The minimum length of the chord of the given circle that passes through the point (1,0) is calculated by finding the perpendicular distance from the point to the line connecting the center of the circle to the point. After completing the square to find the center and radius of the circle, and using the Pythagorean theorem, the minimum chord length is determined to be 4 units.

Step-by-step explanation:

The student is asking to find the minimum length of the chord of the circle x²+y²+2x+2y−7=0 which passes through the point (1,0). To solve this, we first need to complete the square for both x and y to find the center and the radius of the circle.

The given equation can be rewritten as:

(x + 1)² - 1 + (y + 1)² - 1 - 7 = 0

By rearranging, we get:

(x + 1)² + (y + 1)² = 9

Thus, the circle has a center at (-1, -1) and a radius of 3.

Now, the minimum length chord through (1,0) will be perpendicular to the radius of the circle at that point. Using the formula for the distance from a point to a line (the perpendicular distance from the point (1,0) to the line connecting the center and (1,0)), we will find the length of this perpendicular segment.
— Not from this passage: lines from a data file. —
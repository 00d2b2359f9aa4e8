use crate::error::AppError;
use serde::{Deserialize, Serialize};

/// Request body for user registration.
#[derive(Deserialize, utoipa::ToSchema)]
pub struct RegisterRequest {
    /// Display name (2-100 characters).
    #[schema(example = "Alice Liddell")]
    pub name: String,
    /// Unique email address.
    #[schema(example = "alice@example.com")]
    pub email: String,
    /// Password (6-128 characters).
    #[schema(example = "s3cure_P@ss!")]
    pub password: String,
}

pub fn validate_register_request(payload: &RegisterRequest) -> Result<(), AppError> {
    let name_len = payload.name.trim().chars().count();
    if !(2..=100).contains(&name_len) {
        return Err(AppError::Validation("Name must be 2-100 characters".into()));
    }
    if !is_valid_email(payload.email.trim()) {
        return Err(AppError::Validation("Email address is not valid".into()));
    }
    if payload.password.len() < 6 || payload.password.len() > 128 {
        return Err(AppError::Validation(
            "Password must be 6-128 characters".into(),
        ));
    }
    Ok(())
}

/// Request body for user login.
#[derive(Deserialize, utoipa::ToSchema)]
pub struct LoginRequest {
    #[schema(example = "alice@example.com")]
    pub email: String,
    #[schema(example = "s3cure_P@ss!")]
    pub password: String,
}

pub fn validate_login_request(payload: &LoginRequest) -> Result<(), AppError> {
    if !is_valid_email(payload.email.trim()) {
        return Err(AppError::Validation("Email address is not valid".into()));
    }
    if payload.password.is_empty() {
        return Err(AppError::Validation("Password must not be empty".into()));
    }
    Ok(())
}

/// Shape check only: `local@domain.tld`, no whitespace.
fn is_valid_email(email: &str) -> bool {
    if email.len() > 254 || email.chars().any(char::is_whitespace) {
        return false;
    }
    let Some((local, domain)) = email.split_once('@') else {
        return false;
    };
    !local.is_empty()
        && !domain.contains('@')
        && domain.contains('.')
        && !domain.starts_with('.')
        && !domain.ends_with('.')
}

/// Public view of a user.
#[derive(Serialize, utoipa::ToSchema)]
pub struct UserResponse {
    #[schema(example = 42)]
    pub id: i32,
    #[schema(example = "Alice Liddell")]
    pub name: String,
    #[schema(example = "alice@example.com")]
    pub email: String,
}

impl From<crate::entity::user::Model> for UserResponse {
    fn from(user: crate::entity::user::Model) -> Self {
        Self {
            id: user.id,
            name: user.name,
            email: user.email,
        }
    }
}

/// Successful login response.
#[derive(Serialize, utoipa::ToSchema)]
pub struct LoginResponse {
    pub user: UserResponse,
    /// Reserved for a session credential; no token is issued yet.
    #[serde(skip_serializing_if = "Option::is_none")]
    pub token: Option<String>,
}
This length will be multiplied by 2 to get the minimum chord length, as it will be a diameter section.

The distance (d) from the point (1,0) to the center (-1,-1) is:

d = √((1 + 1)² + (0 + 1)²)

After calculating, we have:

d = √((2)² + (1)²) = √5)

The radius is r = 3, so the length of the perpendicular segment from (1,0) to the diameter is √(r² - d²) = √(9 - 5) = √4 = 2. Therefore, the minimum chord length is twice this value: 4 units.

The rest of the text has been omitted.